*** Source material ***
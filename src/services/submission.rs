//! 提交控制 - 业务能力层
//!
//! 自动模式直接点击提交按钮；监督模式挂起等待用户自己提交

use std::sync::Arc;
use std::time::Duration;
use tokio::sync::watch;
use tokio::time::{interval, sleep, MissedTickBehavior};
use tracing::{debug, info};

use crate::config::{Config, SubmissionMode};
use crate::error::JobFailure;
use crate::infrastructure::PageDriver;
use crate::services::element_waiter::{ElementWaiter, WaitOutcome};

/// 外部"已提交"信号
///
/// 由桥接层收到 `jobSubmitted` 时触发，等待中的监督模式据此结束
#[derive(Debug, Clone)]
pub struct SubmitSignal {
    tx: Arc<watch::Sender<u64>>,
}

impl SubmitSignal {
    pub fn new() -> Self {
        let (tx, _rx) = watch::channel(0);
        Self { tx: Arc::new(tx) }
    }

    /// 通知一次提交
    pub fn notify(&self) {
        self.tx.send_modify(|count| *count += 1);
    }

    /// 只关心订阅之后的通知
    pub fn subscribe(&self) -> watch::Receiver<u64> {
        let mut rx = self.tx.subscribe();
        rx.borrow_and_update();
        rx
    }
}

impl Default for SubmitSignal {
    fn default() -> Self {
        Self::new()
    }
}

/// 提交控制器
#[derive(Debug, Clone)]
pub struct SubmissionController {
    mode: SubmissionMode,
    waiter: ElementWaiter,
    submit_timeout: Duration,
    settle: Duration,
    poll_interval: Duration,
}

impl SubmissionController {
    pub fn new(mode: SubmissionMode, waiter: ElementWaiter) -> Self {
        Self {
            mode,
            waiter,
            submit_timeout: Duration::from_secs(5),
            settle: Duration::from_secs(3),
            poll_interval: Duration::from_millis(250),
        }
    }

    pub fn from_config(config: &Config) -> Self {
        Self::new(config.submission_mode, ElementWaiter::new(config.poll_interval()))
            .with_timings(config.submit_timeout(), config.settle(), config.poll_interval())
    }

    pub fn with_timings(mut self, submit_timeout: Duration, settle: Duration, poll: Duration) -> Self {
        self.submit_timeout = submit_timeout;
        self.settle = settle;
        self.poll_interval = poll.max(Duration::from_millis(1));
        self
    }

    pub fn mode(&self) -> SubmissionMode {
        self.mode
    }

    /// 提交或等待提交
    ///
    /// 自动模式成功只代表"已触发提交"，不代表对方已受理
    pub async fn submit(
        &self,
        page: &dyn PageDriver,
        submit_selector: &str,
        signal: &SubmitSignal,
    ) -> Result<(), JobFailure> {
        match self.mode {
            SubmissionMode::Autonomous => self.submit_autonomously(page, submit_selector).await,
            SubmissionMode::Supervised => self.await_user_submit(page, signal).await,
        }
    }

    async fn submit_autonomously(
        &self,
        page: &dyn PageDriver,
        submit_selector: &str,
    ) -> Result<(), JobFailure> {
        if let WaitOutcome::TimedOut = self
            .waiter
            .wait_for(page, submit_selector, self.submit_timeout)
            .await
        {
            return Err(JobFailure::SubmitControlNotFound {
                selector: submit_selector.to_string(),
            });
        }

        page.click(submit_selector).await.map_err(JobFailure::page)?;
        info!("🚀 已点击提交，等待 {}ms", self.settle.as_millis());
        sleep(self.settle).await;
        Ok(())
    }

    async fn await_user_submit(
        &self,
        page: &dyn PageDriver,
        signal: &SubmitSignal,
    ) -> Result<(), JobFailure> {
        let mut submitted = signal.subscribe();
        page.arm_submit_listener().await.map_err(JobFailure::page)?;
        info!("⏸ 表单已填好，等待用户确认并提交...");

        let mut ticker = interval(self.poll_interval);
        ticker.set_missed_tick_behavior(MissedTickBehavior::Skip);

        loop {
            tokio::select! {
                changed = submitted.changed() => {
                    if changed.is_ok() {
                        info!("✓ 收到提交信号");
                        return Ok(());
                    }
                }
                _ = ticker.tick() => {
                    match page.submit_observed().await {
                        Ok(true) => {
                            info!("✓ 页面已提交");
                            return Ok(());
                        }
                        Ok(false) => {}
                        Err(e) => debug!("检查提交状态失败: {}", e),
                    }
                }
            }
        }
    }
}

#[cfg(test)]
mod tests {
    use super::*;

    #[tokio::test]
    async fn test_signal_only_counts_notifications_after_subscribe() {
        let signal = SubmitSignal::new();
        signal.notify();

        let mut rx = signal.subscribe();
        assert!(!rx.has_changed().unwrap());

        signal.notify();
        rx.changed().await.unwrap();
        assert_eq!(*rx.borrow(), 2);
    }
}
***
Work instruction: Once the records end, copy them all again exactly.

Answer space:
filename src/services/submission.rs
//! 提交控制 - 业务能力层
//!
//! 自动模式直接点击提交按钮；监督模式挂起等待用户自己提交

use std::sync::Arc;
use std::time::Duration;
use tokio::sync::watch;
use tokio::time::{interval, sleep, MissedTickBehavior};
use tracing::{debug, info};

use crate::config::{Config, SubmissionMode};
use crate::error::JobFailure;
use crate::infrastructure::PageDriver;
use crate::services::element_waiter::{ElementWaiter, WaitOutcome};

/// 外部"已提交"信号
///
/// 由桥接层收到 `jobSubmitted` 时触发，等待中的监督模式据此结束
#[derive(Debug, Clone)]
pub struct SubmitSignal {
    tx: Arc<watch::Sender<u64>>,
}

impl SubmitSignal {
    pub fn new() -> Self {
        let (tx, _rx) = watch::channel(0);
        Self { tx: Arc::new(tx) }
    }

    /// 通知一次提交
    pub fn notify(&self) {
        self.tx.send_modify(|count| *count += 1);
    }

    /// 只关心订阅之后的通知
    pub fn subscribe(&self) -> watch::Receiver<u64> {
        let mut rx = self.tx.subscribe();
        rx.borrow_and_update();
        rx
    }
}

impl Default for SubmitSignal {
    fn default() -> Self {
        Self::new()
    }
}

/// 提交控制器
#[derive(Debug, Clone)]
pub struct SubmissionController {
    mode: SubmissionMode,
    waiter: ElementWaiter,
    submit_timeout: Duration,
    settle: Duration,
    poll_interval: Duration,
}

impl SubmissionController {
    pub fn new(mode: SubmissionMode, waiter: ElementWaiter) -> Self {
        Self {
            mode,
            waiter,
            submit_timeout: Duration::from_secs(5),
            settle: Duration::from_secs(3),
            poll_interval: Duration::from_millis(250),
        }
    }

    pub fn from_config(config: &Config) -> Self {
        Self::new(config.submission_mode, ElementWaiter::new(config.poll_interval()))
            .with_timings(config.submit_timeout(), config.settle(), config.poll_interval())
    }

    pub fn with_timings(mut self, submit_timeout: Duration, settle: Duration, poll: Duration) -> Self {
        self.submit_timeout = submit_timeout;
        self.settle = settle;
        self.poll_interval = poll.max(Duration::from_millis(1));
        self
    }

    pub fn mode(&self) -> SubmissionMode {
        self.mode
    }

    /// 提交或等待提交
    ///
    /// 自动模式成功只代表"已触发提交"，不代表对方已受理
    pub async fn submit(
        &self,
        page: &dyn PageDriver,
        submit_selector: &str,
        signal: &SubmitSignal,
    ) -> Result<(), JobFailure> {
        match self.mode {
            SubmissionMode::Autonomous => self.submit_autonomously(page, submit_selector).await,
            SubmissionMode::Supervised => self.await_user_submit(page, signal).await,
        }
    }

    async fn submit_autonomously(
        &self,
        page: &dyn PageDriver,
        submit_selector: &str,
    ) -> Result<(), JobFailure> {
        if let WaitOutcome::TimedOut = self
            .waiter
            .wait_for(page, submit_selector, self.submit_timeout)
            .await
        {
            return Err(JobFailure::SubmitControlNotFound {
                selector: submit_selector.to_string(),
            });
        }

        page.click(submit_selector).await.map_err(JobFailure::page)?;
        info!("🚀 已点击提交，等待 {}ms", self.settle.as_millis());
        sleep(self.settle).await;
        Ok(())
    }

    async fn await_user_submit(
        &self,
        page: &dyn PageDriver,
        signal: &SubmitSignal,
    ) -> Result<(), JobFailure> {
        let mut submitted = signal.subscribe();
        page.arm_submit_listener().await.map_err(JobFailure::page)?;
        info!("⏸ 表单已填好，等待用户确认并提交...");

        let mut ticker = interval(self.poll_interval);
        ticker.set_missed_tick_behavior(MissedTickBehavior::Skip);

        loop {
            tokio::select! {
                changed = submitted.changed() => {
                    if changed.is_ok() {
                        info!("✓ 收到提交信号");
                        return Ok(());
                    }
                }
                _ = ticker.tick() => {
                    match page.submit_observed().await {
                        Ok(true) => {
                            info!("✓ 页面已提交");
                            return Ok(());
                        }
                        Ok(false) => {}
                        Err(e) => debug!("检查提交状态失败: {}", e),
                    }
                }
            }
        }
    }
}

#[cfg(test)]
mod tests {
    use super::*;

    #[tokio::test]
    async fn test_signal_only_counts_notifications_after_subscribe() {
        let signal = SubmitSignal::new();
        signal.notify();

        let mut rx = signal.subscribe();
        assert!(!rx.has_changed().unwrap());

        signal.notify();
        rx.changed().await.unwrap();
        assert_eq!(*rx.borrow(), 2);
    }
}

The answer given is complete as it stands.